Het bovenstaande brengt het hof tot de slotsom dat de tweede tot en met de zesde grief niet tot resultaat leiden. De eerste en zevende grief richten zich tegen de beslissing van de voorzieningenrechter en bouwen op de andere grieven voort. Zij moeten daarom het lot daarvan delen. Aangezien alle grieven falen, zal het hof het vonnis waarvan beroep bekrachtigen.
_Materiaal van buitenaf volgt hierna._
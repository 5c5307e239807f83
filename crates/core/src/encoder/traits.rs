//! Encoding worker protocol.

use std::path::Path;

use async_trait::async_trait;

use crate::stage::MediaRef;

use super::error::EncoderError;
use super::types::{EncodeHandle, EncodePoll, EncodeRequest};

/// Client for one encoding worker, local or remote.
///
/// Progress is pulled with [`poll`](Self::poll). Implementations never retry
/// internally; failures are classified through [`EncoderError::kind`].
#[async_trait]
pub trait EncodingWorkerClient: Send + Sync {
    /// Registry id of the worker this client talks to.
    fn worker_id(&self) -> &str;

    /// Cheap reachability probe used by heartbeats.
    async fn health(&self) -> Result<(), EncoderError>;

    /// Hand the input to the worker and start encoding.
    async fn submit(&self, request: EncodeRequest) -> Result<EncodeHandle, EncoderError>;

    async fn poll(&self, handle: &EncodeHandle) -> Result<EncodePoll, EncoderError>;

    /// Stop the encode and discard its output. Cancelling an encode the
    /// worker no longer knows about is not an error.
    async fn cancel(&self, handle: &EncodeHandle) -> Result<(), EncoderError>;

    /// Fetch the finished output into `dest_dir`.
    async fn retrieve_output(
        &self,
        handle: &EncodeHandle,
        dest_dir: &Path,
    ) -> Result<MediaRef, EncoderError>;
}
use std::sync::Arc;

use tokio::sync::mpsc;

use super::{AuditEventEnvelope, AuditHandle, AuditRecord, AuditStore};

/// Background task draining audit events into an [`AuditStore`].
pub struct AuditWriter {
    rx: mpsc::Receiver<AuditEventEnvelope>,
    store: Arc<dyn AuditStore>,
}

impl AuditWriter {
    pub fn new(rx: mpsc::Receiver<AuditEventEnvelope>, store: Arc<dyn AuditStore>) -> Self {
        Self { rx, store }
    }

    /// Consume events until every handle has been dropped.
    ///
    /// Insert failures are logged and the event is skipped.
    pub async fn run(mut self) {
        tracing::info!("Audit writer started");

        while let Some(envelope) = self.rx.recv().await {
            let record = AuditRecord {
                id: 0,
                timestamp: envelope.timestamp,
                event_type: envelope.event.event_type().to_string(),
                job_id: envelope.event.job_id().map(String::from),
                worker_id: envelope.event.worker_id().map(String::from),
                data: envelope.event,
            };

            if let Err(e) = self.store.insert(&record) {
                tracing::error!(event_type = %record.event_type, "Failed to write audit event: {}", e);
            }
        }

        tracing::info!("Audit writer shutting down");
    }
}

/// Create a connected handle and writer.
///
/// Spawn the writer with `tokio::spawn(writer.run())` and clone the handle
/// wherever events are produced. `buffer_size` bounds the channel; events
/// emitted with `try_emit` while it is full are dropped.
pub fn create_audit_system(
    store: Arc<dyn AuditStore>,
    buffer_size: usize,
) -> (AuditHandle, AuditWriter) {
    let (tx, rx) = mpsc::channel(buffer_size);
    let handle = AuditHandle::new(tx);
    let writer = AuditWriter::new(rx, store);
    (handle, writer)
}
Daarbij past een veroordeling van [appellant] in de kosten van het hoger beroep.
Beslissing
Het hof:
- -
bekrachtigt het tussen partijen gewezen vonnis van de voorzieningenrechter in de rechtbank 's-Gravenhage van 11 juni 2012;
- -
veroordeelt [appellant] in de kosten van het geding in hoger beroep, aan de zijde van de Staat tot op heden vastgesteld op € 666,- aan griffierecht en € 2.682,- aan salaris advocaat, en bepaalt dat deze bedragen binnen veertien dagen na de dag van deze uitspraak moeten zijn voldaan, bij gebreke van betaling te vermeerderen met de wettelijke rente als bedoeld in artikel 6:119 BW vanaf het einde van voormelde termijn tot aan de dag der algehele voldoening;
- -
verklaart dit arrest ten aanzien van de kostenveroordeling uitvoerbaar bij voorraad.
Dit arrest is gewezen door mrs. S.A. Boele, A.V. van den Berg en J.C.N.B. Kaal en is uitgesproken ter openbare terechtzitting van 9 oktober 2012 in aanwezigheid van de griffier.